Essentially this is just a great adventure story with a collection of late 18th century figures in literary books assembling to defeat an evil that is poised to take over England.  That's it, there's not much more to the story than that.  It's simplicity is something to marvel at and the the execution of that simplicity is even something more to marvel at.  More to the point it's an Avengers style comic - a super hero comic - only written with more grace, wit, and intelligence than anything found in all Marvel and DC super hero comics combined. 

Moore is at some of his best with this comic not just with the writing but with the panel layouts that are simply amazing.  He's not afraid to have characters talking about things for pages up pages.  He doesn't get caught up with the whole "there has to be an action sequence every couple of pages" or some big reveal ever couple pages.  Nothing in the story feels cheap or forced everything is written with the ability of a writer who is easily in command of the comic form - there's  not too many writers out there that I can even compare to what Moore is doing and has done.  One thing I've always liked about Moore is how his comics have a literary feel to them that seems wholly divorced from comic books in general.  His comics seem the perfect balance of comic and book.  I've only found a few comics writers to even compare with him.

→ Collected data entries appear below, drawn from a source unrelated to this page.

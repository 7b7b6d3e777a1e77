//! Frame-level video analysis.
//!
//! Video access goes through [`FrameSource`]; every read is independent, so a
//! failure on one moment cannot affect another. [`FfmpegSource`] is the
//! production implementation.

mod changes;
mod enhance;
mod ffmpeg;
mod sampler;
mod writer;

pub use changes::{ChangeDetectionConfig, VisualChangeDetector};
pub use enhance::{average_frames, EnhancementConfig, ImageEnhancer};
pub use ffmpeg::FfmpegSource;
pub use sampler::{ExtractOptions, FrameSampler, SampledFrame};
pub use writer::{
    parse_screenshot_filename, recover_moments_from_dir, screenshot_filename, web_path,
    PngCompression, SaveResult, ScreenshotFormat, ScreenshotName, ScreenshotWriter,
};

use image::RgbImage;
use std::path::{Path, PathBuf};
use thiserror::Error;

/// Errors from the video layer.
#[derive(Error, Debug)]
pub enum VideoError {
    #[error("Video file not found: {0}")]
    NotFound(PathBuf),

    #[error("Failed to probe video: {0}")]
    Probe(String),

    #[error("Video has no usable video stream")]
    NoVideoStream,

    #[error("Failed to decode frame {frame_index}: {reason}")]
    Decode { frame_index: u64, reason: String },

    #[error("Failed to run {tool}: {source}")]
    Tool {
        tool: String,
        #[source]
        source: std::io::Error,
    },

    #[error("Image error: {0}")]
    Image(#[from] image::ImageError),
}

/// Container metadata needed to map timestamps to frames.
#[derive(Debug, Clone, Copy, PartialEq)]
pub struct VideoInfo {
    pub fps: f64,
    pub frame_count: u64,
    pub duration: f64,
    pub width: u32,
    pub height: u32,
}

impl VideoInfo {
    /// Index of the last decodable frame.
    pub fn last_frame(&self) -> u64 {
        self.frame_count.saturating_sub(1)
    }

    /// Frame index for a timestamp, clamped to the video.
    pub fn frame_index(&self, timestamp: f64) -> u64 {
        let raw = (timestamp.max(0.0) * self.fps).round();
        if raw.is_finite() {
            (raw as u64).min(self.last_frame())
        } else {
            0
        }
    }

    /// Presentation time of a frame index.
    pub fn frame_time(&self, frame_index: u64) -> f64 {
        if self.fps > 0.0 {
            frame_index as f64 / self.fps
        } else {
            0.0
        }
    }
}

/// Something that can read metadata and individual frames from a video.
pub trait FrameSource: Send + Sync {
    fn probe(&self, video: &Path) -> Result<VideoInfo, VideoError>;

    fn read_frame(
        &self,
        video: &Path,
        info: &VideoInfo,
        frame_index: u64,
    ) -> Result<RgbImage, VideoError>;
}


#[cfg(test)]
mod tests {
    use super::*;

    fn info() -> VideoInfo {
        VideoInfo {
            fps: 25.0,
            frame_count: 250,
            duration: 10.0,
            width: 640,
            height: 360,
        }
    }

    #[test]
    fn test_frame_index_rounds_and_clamps() {
        let info = info();
        assert_eq!(info.frame_index(0.0), 0);
        assert_eq!(info.frame_index(1.02), 26);
        assert_eq!(info.frame_index(-5.0), 0);
        assert_eq!(info.frame_index(100.0), 249);
    }

    #[test]
    fn test_frame_time() {
        assert_eq!(info().frame_time(50), 2.0);
    }
}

Then there is Kevin O'Neil whose art is perfectly married to Moore's writing, creating a beautiful world for the eye to feast on.  He captures the feel of the time period of the story with an uncanny visual sense: from costumes to architecture to just how the people in the story pose - everything seems completely set in that time period.  His small panels details only make the larger panel or full page lay out sparkle and assemble all better when they happen.  Everything in this story is about details from the art to the writing.  Unfortunately this is also the comic that started Moore's decent into the everything has to have a sexual reference or subplot going on somewhere.  Here those sexual parts serve the story but after reading all the League comics I can see the seeds of those sexual scenes in this issue.